How to drive your nonfiction book up the bestseller lists

Every author would love to plop the words “bestselling author” alongside his or her name. But what does this term really mean? The definitions of a “bestseller” are changing in the age of digital publishing.

The New York Times is the gold standard of bestseller lists in North America but recently, more authors are citing status as an “Amazon bestseller”. What’s the difference?

The most prestigious in North America, The New York Times bestseller list has appeared regularly in that venerable publication since 1931. Books make their way onto the list via a weekly bestseller list that reports the number of copies sold through select book retailers across the United States. In 2010, the New York Times stated that their bestseller list would be compiled using data from chain bookstores, independent booksellers, online retailers, and publishers, although exactly which stores are involved and how these data are collected and used are closely guarded secrets. Controversy surrounds this hugely influential list, with some alleging that the tallies are corrupted by double reporting of sales for the same book by both publisher and retailer, and by publishers who buy up massive quantities of a particular book only to turn around and resell them.

Other newspapers such as Canada’s Globe and Mail use BookNet Canada SalesData, a nonprofit organization, partially funded by the Department of Canadian Heritage, and bookstores across the country as sources. In the United States, newspapers such as the Wall Street Journal use BookScan, a sales data repository owned by the Nielsen Company, to collect sales figures and deliver bestseller lists to the public. Although it is used widely by the publishing industry to track sales volumes, BookScan has also come under fire for inaccuracy. Their data are gathered from online booksellers and large retail chains, excluding independents whose sales may make a notable difference to some titles’ performance. Self-published titles, which are generally restricted to distribution through online retailers, are at a clear disadvantage when it comes to lists that draw primarily from the brick-and-mortar book trade. Any way you slice it, the only way to make it onto these bestseller lists is by selling a lot of copies of your book.

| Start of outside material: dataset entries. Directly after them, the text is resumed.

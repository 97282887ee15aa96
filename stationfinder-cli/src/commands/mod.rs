//! CLI subcommands.

pub mod common;
pub mod init;
pub mod navigate;
pub mod nearby;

Amazon’s bestseller lists are a completely different animal, drawing only from sales made through its own site. This means that a spot on the Amazon list is accessible to self-published books (many of whom count Amazon.com as their only retailer) as well as those published by traditional and hybrid publishing companies. Their highly categorized “bestseller” lists rank sales not only of books but also of home wares, electronics, DVDs, music or any other items Amazon sells. Its results are highly volatile, updated hourly from algorithms that measure how quickly and how many units of a popular item are selling; every purchase of a particular item gives that item a “point”. Amazon’s narrow timeframes and highly specialized topic categories make it possible for unknown and even unpopular books to pop up on their lists by dominating just one hour of the sales window. By orchestrating a spike in sales, it is possible for an author to become an Amazon “bestseller” with relatively few units sold.

Appearance on the Amazon top 100 bestseller list varies with the season-holiday season requiring more sales- however, for most of the year it only takes a few hundred copies to be sold in a day, while close to 10,000 copies of the same book would need to sell in the first week to appear on the New York Times bestsellers list.

Understandably, this has led to a growing credibility gap between Amazon bestseller status and “true” bestseller status, leading many publishers to specify “New York Times bestseller” on their covers, if the book is successful enough to earn that distinction.

At this point, many members of the book-reading and book-buying public may respond indiscriminately to the “bestseller” label regardless of its origin – the word still boosts credibility and drives sales, even if the author’s moment in the sun was one brief hour in which all their friends and family rallied together to game the system by placing orders en masse. But you have to wonder how long that will continue, as we see more and more books of dubious quality brandishing that once-elusive badge of honour.